Healthy Eating Education for Latinos

October 24, 2023 updated by: Josiemer Mattei, Harvard School of Public Health (HSPH)

Culturally-tailored Healthy Eating Education Intervention for Latinos in Massachusetts

This intervention aims to evaluate the efficacy of a pilot educational intervention with deep-structure cultural tailoring for Latino ethnic groups on diet quality compared to general, surface-level healthy-eating messages.

Study Overview

Status

Completed

Conditions

Intervention / Treatment

Study Type

Interventional

Enrollment (Actual)

76

Phase

  • Not Applicable

Contacts and Locations

This section provides the contact details for those conducting the study, and information on where this study is being conducted.

Study Locations

  • United States
    • Massachusetts
      • Boston, Massachusetts, United States, 02115
        • Harvard TH Chan School of Public Health

Participation Criteria

Researchers look for people who fit a certain description, called eligibility criteria. Some examples of these criteria are a person's general health condition or prior treatments.

Eligibility Criteria

Ages Eligible for Study

25 years to 65 years (Adult, Older Adult)
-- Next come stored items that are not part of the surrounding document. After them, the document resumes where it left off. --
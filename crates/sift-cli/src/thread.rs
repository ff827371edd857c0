use std::sync::LazyLock;

use regex::Regex;
use sift_context::{flatten, ThreadInput};
use sift_types::{PathSegment, ThreadNode};
use thiserror::Error;

static SUBREDDIT: LazyLock<Regex> =
    LazyLock::new(|| Regex::new(r"/r/(\w+)/").expect("subreddit pattern is valid"));

#[derive(Error, Debug, PartialEq, Eq)]
pub enum MetadataError {
    #[error("{0} not found in thread data")]
    MissingField(&'static str),
}

/// Post fields read from the first listing of a thread document
#[derive(Debug, Clone, PartialEq, Eq)]
pub struct ThreadMetadata {
    pub title: String,
    pub selftext: String,
    pub subreddit: Option<String>,
}

fn post_data(doc: &ThreadNode) -> Option<&ThreadNode> {
    let path: [PathSegment; 5] = [0.into(), "data".into(), "children".into(), 0.into(), "data".into()];
    doc.walk(&path)
}

/// Read title, selftext and subreddit from `doc[0].data.children[0].data`
pub fn thread_metadata(doc: &ThreadNode) -> Result<ThreadMetadata, MetadataError> {
    let data = post_data(doc).ok_or(MetadataError::MissingField("Post data"))?;
    let field = |name: &'static str| {
        data.get(name)
            .and_then(ThreadNode::as_str)
            .map(str::to_string)
            .ok_or(MetadataError::MissingField(name))
    };

    Ok(ThreadMetadata {
        title: field("title")?,
        selftext: field("selftext")?,
        subreddit: field("subreddit").ok(),
    })
}

/// Subreddit name from a `/r/<name>/` URL segment
pub fn subreddit_from_url(url: &str) -> Option<String> {
    SUBREDDIT.captures(url).map(|c| c[1].to_string())
}

/// Everything the summary loop needs from a fetched thread
pub fn thread_input(doc: &ThreadNode, url: &str) -> Result<ThreadInput, MetadataError> {
    let metadata = thread_metadata(doc)?;
    let subreddit = metadata
        .subreddit
        .or_else(|| subreddit_from_url(url))
        .unwrap_or_default();

    Ok(ThreadInput {
        title: metadata.title,
        selftext: metadata.selftext,
        subreddit,
        fragments: flatten(doc, vec![]).collect(),
    })
}

#[cfg(test)]
mod tests {
    use super::*;
    use serde_json::json;

    fn doc() -> ThreadNode {
        ThreadNode::from(json!([
            {"data": {"children": [{"data": {
                "title": "Rust 2.0?",
                "selftext": "",
                "subreddit": "rust"
            }}]}},
            {"data": {"children": [
                {"data": {"author": "a1", "body": "No."}}
            ]}}
        ]))
    }

    #[test]
    fn test_thread_metadata() {
        let metadata = thread_metadata(&doc()).unwrap();
        assert_eq!(metadata.title, "Rust 2.0?");
        assert_eq!(metadata.selftext, "");
        assert_eq!(metadata.subreddit.as_deref(), Some("rust"));
    }

    #[test]
    fn test_missing_fields() {
        let no_title = ThreadNode::from(json!([{"data": {"children": [{"data": {"selftext": "x"}}]}}]));
        assert_eq!(thread_metadata(&no_title), Err(MetadataError::MissingField("title")));

        let no_selftext = ThreadNode::from(json!([{"data": {"children": [{"data": {"title": "x"}}]}}]));
        assert_eq!(thread_metadata(&no_selftext), Err(MetadataError::MissingField("selftext")));

        let empty = ThreadNode::from(json!([]));
        assert!(thread_metadata(&empty).is_err());
    }

    #[test]
    fn test_subreddit_from_url() {
        assert_eq!(
            subreddit_from_url("https://www.reddit.com/r/rust/comments/abc/t/").as_deref(),
            Some("rust")
        );
        assert_eq!(subreddit_from_url("https://example.com/"), None);
    }

    #[test]
    fn test_thread_input_collects_comments() {
        let input = thread_input(&doc(), "https://www.reddit.com/r/other/comments/x/y/").unwrap();
        assert_eq!(input.subreddit, "rust");
        assert_eq!(input.fragments.len(), 1);
        assert_eq!(input.fragments[0].text, "[a1] No.");
    }
}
Accepts Healthy Volunteers

Yes

Description

Inclusion Criteria:

  • Aged 25-65 y/o
  • Self-reported Hispanic/Latino heritage
  • Able to understand and answer questions in Spanish or English
  • Living in the Boston, MA metro area for the past 6 months and not planning to move in the next 6 months
  • Has a cellphone with the capacity of receiving text messages and gives consent for the Study to text this number as part of the intervention

Exclusion Criteria:

  • Younger than 25y or older than 65y
  • Not Hispanic/Latino heritage
  • Has condition or impairment that affects mental, cognitive, or memory abilities; such as Alzheimer's disease or stroke
  • Has been diagnosed with cancer, diabetes (type 1 or 2), heart condition, major stomach condition (examples: coronary heart disease, heart attack, stroke or stroke, allergies, or severe diet restrictions)
  • Does not understand Spanish or English
  • Pregnant
  • Under the care of an institution
  • Living in another state outside of Massachusetts or planning to move in less than 6 months
  • No cellphone with text capabilities (or cannot be used to receive texts from the Study)

Study Plan

This section provides details of the study plan, including how the study is designed and what the study is measuring.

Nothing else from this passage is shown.